Saved entries
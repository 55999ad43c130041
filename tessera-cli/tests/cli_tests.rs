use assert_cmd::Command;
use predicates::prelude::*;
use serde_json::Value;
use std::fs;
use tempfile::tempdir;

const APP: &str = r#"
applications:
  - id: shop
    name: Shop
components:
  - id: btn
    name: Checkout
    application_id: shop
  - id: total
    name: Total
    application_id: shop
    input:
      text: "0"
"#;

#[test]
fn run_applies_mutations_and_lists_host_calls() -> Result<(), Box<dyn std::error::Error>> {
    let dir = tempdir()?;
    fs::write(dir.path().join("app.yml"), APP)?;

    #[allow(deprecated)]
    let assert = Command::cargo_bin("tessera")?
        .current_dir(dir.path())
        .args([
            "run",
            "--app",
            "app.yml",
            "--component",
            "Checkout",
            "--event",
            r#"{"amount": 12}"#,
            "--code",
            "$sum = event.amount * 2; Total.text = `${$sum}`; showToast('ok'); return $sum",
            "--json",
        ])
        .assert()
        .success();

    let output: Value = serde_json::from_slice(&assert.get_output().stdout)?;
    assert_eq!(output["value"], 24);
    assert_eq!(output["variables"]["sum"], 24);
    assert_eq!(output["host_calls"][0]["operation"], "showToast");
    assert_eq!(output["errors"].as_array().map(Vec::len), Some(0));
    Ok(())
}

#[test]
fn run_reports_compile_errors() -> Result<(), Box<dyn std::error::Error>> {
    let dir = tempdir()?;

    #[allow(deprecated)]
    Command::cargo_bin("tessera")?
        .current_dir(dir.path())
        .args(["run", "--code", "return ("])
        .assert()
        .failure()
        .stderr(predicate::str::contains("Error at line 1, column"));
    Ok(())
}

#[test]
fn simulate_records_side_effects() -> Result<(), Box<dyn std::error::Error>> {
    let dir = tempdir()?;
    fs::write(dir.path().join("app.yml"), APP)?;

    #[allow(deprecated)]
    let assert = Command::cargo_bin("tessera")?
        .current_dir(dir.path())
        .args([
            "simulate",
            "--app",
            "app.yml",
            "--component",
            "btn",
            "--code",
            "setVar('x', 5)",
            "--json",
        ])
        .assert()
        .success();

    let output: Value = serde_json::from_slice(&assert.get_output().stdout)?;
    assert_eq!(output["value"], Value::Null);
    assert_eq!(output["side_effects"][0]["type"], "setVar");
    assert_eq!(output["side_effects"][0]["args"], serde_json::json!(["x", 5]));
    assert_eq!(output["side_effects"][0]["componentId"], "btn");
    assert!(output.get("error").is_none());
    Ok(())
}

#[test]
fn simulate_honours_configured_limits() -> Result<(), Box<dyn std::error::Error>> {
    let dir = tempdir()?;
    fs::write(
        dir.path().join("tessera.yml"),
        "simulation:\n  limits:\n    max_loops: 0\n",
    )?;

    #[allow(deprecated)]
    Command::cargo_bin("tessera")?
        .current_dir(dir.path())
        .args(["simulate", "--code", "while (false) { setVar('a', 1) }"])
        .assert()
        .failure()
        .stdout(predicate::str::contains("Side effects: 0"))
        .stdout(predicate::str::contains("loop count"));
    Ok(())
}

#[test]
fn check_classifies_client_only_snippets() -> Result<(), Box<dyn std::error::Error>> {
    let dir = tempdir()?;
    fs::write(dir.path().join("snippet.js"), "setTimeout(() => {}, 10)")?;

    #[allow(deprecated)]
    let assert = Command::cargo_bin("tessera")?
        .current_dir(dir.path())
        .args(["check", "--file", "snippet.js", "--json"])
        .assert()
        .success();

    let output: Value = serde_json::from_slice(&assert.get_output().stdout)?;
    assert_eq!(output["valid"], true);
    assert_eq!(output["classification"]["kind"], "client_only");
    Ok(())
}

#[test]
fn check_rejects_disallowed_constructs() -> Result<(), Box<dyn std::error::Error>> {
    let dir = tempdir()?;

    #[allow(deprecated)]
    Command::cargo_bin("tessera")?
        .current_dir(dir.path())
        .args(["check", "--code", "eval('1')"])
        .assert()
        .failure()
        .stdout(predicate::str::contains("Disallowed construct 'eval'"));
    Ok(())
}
* * *
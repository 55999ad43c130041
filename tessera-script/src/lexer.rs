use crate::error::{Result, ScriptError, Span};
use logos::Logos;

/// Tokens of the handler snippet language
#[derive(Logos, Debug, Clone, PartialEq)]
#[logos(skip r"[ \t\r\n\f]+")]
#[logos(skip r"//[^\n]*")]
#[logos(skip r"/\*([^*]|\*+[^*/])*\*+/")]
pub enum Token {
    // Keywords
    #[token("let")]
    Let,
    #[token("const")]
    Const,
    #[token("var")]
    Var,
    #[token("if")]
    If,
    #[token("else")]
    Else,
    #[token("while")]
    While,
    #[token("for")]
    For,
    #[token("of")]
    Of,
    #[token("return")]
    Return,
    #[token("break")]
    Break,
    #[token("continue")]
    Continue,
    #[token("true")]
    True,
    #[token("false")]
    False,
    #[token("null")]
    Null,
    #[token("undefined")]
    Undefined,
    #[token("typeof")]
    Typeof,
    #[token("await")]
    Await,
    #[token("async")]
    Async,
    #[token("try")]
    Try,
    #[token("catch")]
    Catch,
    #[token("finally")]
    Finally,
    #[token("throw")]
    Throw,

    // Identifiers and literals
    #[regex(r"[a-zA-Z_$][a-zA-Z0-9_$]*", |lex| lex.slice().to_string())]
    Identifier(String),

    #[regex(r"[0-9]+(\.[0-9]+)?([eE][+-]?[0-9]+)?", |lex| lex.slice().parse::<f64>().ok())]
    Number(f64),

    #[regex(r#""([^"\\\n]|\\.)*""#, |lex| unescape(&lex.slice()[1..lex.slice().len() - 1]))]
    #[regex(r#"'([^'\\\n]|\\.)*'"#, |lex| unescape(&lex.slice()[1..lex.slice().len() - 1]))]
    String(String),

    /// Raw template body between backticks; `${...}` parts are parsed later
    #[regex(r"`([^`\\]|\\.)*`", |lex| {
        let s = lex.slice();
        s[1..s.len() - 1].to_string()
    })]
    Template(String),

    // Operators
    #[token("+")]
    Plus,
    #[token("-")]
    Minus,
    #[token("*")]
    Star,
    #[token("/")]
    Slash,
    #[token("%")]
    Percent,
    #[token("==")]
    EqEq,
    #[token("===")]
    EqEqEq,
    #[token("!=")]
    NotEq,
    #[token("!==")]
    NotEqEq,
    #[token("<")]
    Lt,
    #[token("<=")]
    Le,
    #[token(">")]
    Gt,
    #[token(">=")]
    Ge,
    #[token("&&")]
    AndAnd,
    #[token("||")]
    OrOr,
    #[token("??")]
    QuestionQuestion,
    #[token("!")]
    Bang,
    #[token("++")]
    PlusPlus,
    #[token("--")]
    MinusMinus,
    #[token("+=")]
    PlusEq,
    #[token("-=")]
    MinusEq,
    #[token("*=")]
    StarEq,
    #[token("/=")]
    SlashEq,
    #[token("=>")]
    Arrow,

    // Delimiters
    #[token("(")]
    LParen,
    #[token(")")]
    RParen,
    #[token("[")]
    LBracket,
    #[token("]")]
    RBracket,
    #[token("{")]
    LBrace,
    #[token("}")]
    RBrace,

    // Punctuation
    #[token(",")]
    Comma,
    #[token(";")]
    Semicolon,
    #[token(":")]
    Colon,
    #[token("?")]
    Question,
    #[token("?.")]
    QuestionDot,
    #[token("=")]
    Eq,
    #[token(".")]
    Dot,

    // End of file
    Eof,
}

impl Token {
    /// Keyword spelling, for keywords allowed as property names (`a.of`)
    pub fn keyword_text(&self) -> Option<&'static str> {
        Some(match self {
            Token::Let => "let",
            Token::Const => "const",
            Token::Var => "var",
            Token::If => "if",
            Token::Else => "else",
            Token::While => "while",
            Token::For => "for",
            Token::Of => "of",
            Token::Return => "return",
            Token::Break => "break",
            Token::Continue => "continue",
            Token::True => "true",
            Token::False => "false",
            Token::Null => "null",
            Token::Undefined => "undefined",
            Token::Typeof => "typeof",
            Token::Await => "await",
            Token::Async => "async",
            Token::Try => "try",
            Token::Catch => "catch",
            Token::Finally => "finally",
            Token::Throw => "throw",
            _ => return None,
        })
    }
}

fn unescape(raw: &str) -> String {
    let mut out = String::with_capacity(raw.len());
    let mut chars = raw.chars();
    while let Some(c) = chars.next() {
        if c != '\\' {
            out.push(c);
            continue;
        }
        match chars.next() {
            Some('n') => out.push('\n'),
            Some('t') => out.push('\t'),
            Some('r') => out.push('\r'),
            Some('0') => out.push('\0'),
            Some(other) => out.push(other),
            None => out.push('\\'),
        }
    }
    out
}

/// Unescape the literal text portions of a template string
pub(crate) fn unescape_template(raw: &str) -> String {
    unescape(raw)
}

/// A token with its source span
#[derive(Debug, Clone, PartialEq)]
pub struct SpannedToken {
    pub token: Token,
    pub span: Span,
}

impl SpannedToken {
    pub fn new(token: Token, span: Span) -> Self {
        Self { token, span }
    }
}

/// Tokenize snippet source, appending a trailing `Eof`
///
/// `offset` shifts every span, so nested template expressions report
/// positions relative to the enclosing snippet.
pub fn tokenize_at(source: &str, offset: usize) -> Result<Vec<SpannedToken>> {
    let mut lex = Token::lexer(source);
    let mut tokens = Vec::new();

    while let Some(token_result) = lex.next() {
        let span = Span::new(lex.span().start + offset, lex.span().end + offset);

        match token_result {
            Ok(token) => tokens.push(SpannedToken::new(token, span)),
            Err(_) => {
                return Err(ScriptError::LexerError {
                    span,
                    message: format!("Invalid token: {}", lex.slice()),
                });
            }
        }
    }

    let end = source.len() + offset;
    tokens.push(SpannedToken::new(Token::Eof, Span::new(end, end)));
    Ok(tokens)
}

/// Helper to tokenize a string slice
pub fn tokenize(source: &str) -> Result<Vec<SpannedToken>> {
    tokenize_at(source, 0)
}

→ ACTIVITY:
Lines from the entries that contain the string "source" must be found and copied.

→ YOUR RESPONSE:
/// A token with its source span
/// Tokenize snippet source, appending a trailing `Eof`
pub fn tokenize_at(source: &str, offset: usize) -> Result<Vec<SpannedToken>> {
    let mut lex = Token::lexer(source);
    let end = source.len() + offset;
pub fn tokenize(source: &str) -> Result<Vec<SpannedToken>> {
    tokenize_at(source, 0)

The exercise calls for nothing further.